Prompt — After reading the records, print them all again exactly as they stand.

Provided information —
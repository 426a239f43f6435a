pub mod sqlite;

use crate::app::Result;
use crate::domain::Bucket;

pub use sqlite::SqliteStore;

/// Persistence for the download history.
pub trait Store {
    /// Load the stored bucket; an empty store yields an empty bucket.
    fn load_bucket(&self) -> Result<Bucket>;
    /// Replace the stored bucket with `bucket`, atomically.
    fn save_bucket(&self, bucket: &Bucket) -> Result<()>;
}
use std::path::PathBuf;

use clap::Parser;

/// Flag passed to the re-executed child when detaching.
pub const FOREGROUND_FLAG: &str = "--foreground";

#[derive(Parser, Debug)]
#[command(name = "reelwatch")]
#[command(about = "Polls RSS feeds and downloads matching items once", long_about = None)]
pub struct Cli {
    /// Stay attached to the terminal and log to stderr
    #[arg(short, long)]
    pub foreground: bool,

    /// Verbosity: 0 errors, 1 messages, 2 info, 3 debug
    #[arg(short, long, value_name = "LEVEL", default_value_t = 1)]
    pub verbose: u8,

    /// Configuration file (default: ~/.config/reelwatch/config.toml)
    #[arg(short, long, value_name = "FILE")]
    pub configfile: Option<PathBuf>,

    /// Check all feeds once and exit
    #[arg(short, long)]
    pub once: bool,

    /// Write the log to a file
    #[arg(short, long, value_name = "FILE")]
    pub logfile: Option<PathBuf>,

    /// Append to the log file instead of truncating it
    #[arg(short, long)]
    pub append_log: bool,

    /// Process a local RSS file (implies --foreground and --once)
    #[arg(short = 'x', long, value_name = "FILE")]
    pub xml: Option<PathBuf>,
}

impl Cli {
    pub fn is_foreground(&self) -> bool {
        self.foreground || self.xml.is_some()
    }

    pub fn is_once(&self) -> bool {
        self.once || self.xml.is_some()
    }

    /// Default tracing directive for the chosen verbosity.
    pub fn log_level(&self) -> &'static str {
        match self.verbose {
            0 => "error",
            1 => "info",
            2 => "debug",
            _ => "trace",
        }
    }
}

Answer box —
repository 426a239f43f6435a
pub mod sqlite;

use crate::app::Result;
use crate::domain::Bucket;

pub use sqlite::SqliteStore;

/// Persistence for the download history.
pub trait Store {
    /// Load the stored bucket; an empty store yields an empty bucket.
    fn load_bucket(&self) -> Result<Bucket>;
    /// Replace the stored bucket with `bucket`, atomically.
    fn save_bucket(&self, bucket: &Bucket) -> Result<()>;
}
use std::path::PathBuf;

use clap::Parser;

/// Flag passed to the re-executed child when detaching.
pub const FOREGROUND_FLAG: &str = "--foreground";

#[derive(Parser, Debug)]
#[command(name = "reelwatch")]
#[command(about = "Polls RSS feeds and downloads matching items once", long_about = None)]
pub struct Cli {
    /// Stay attached to the terminal and log to stderr
    #[arg(short, long)]
    pub foreground: bool,

    /// Verbosity: 0 errors, 1 messages, 2 info, 3 debug
    #[arg(short, long, value_name = "LEVEL", default_value_t = 1)]
    pub verbose: u8,

    /// Configuration file (default: ~/.config/reelwatch/config.toml)
    #[arg(short, long, value_name = "FILE")]
    pub configfile: Option<PathBuf>,

    /// Check all feeds once and exit
    #[arg(short, long)]
    pub once: bool,

    /// Write the log to a file
    #[arg(short, long, value_name = "FILE")]
    pub logfile: Option<PathBuf>,

    /// Append to the log file instead of truncating it
    #[arg(short, long)]
    pub append_log: bool,

    /// Process a local RSS file (implies --foreground and --once)
    #[arg(short = 'x', long, value_name = "FILE")]
    pub xml: Option<PathBuf>,
}

impl Cli {
    pub fn is_foreground(&self) -> bool {
        self.foreground || self.xml.is_some()
    }

    pub fn is_once(&self) -> bool {
        self.once || self.xml.is_some()
    }

    /// Default tracing directive for the chosen verbosity.
    pub fn log_level(&self) -> &'static str {
        match self.verbose {
            0 => "error",
            1 => "info",
            2 => "debug",
            _ => "trace",
        }
    }
}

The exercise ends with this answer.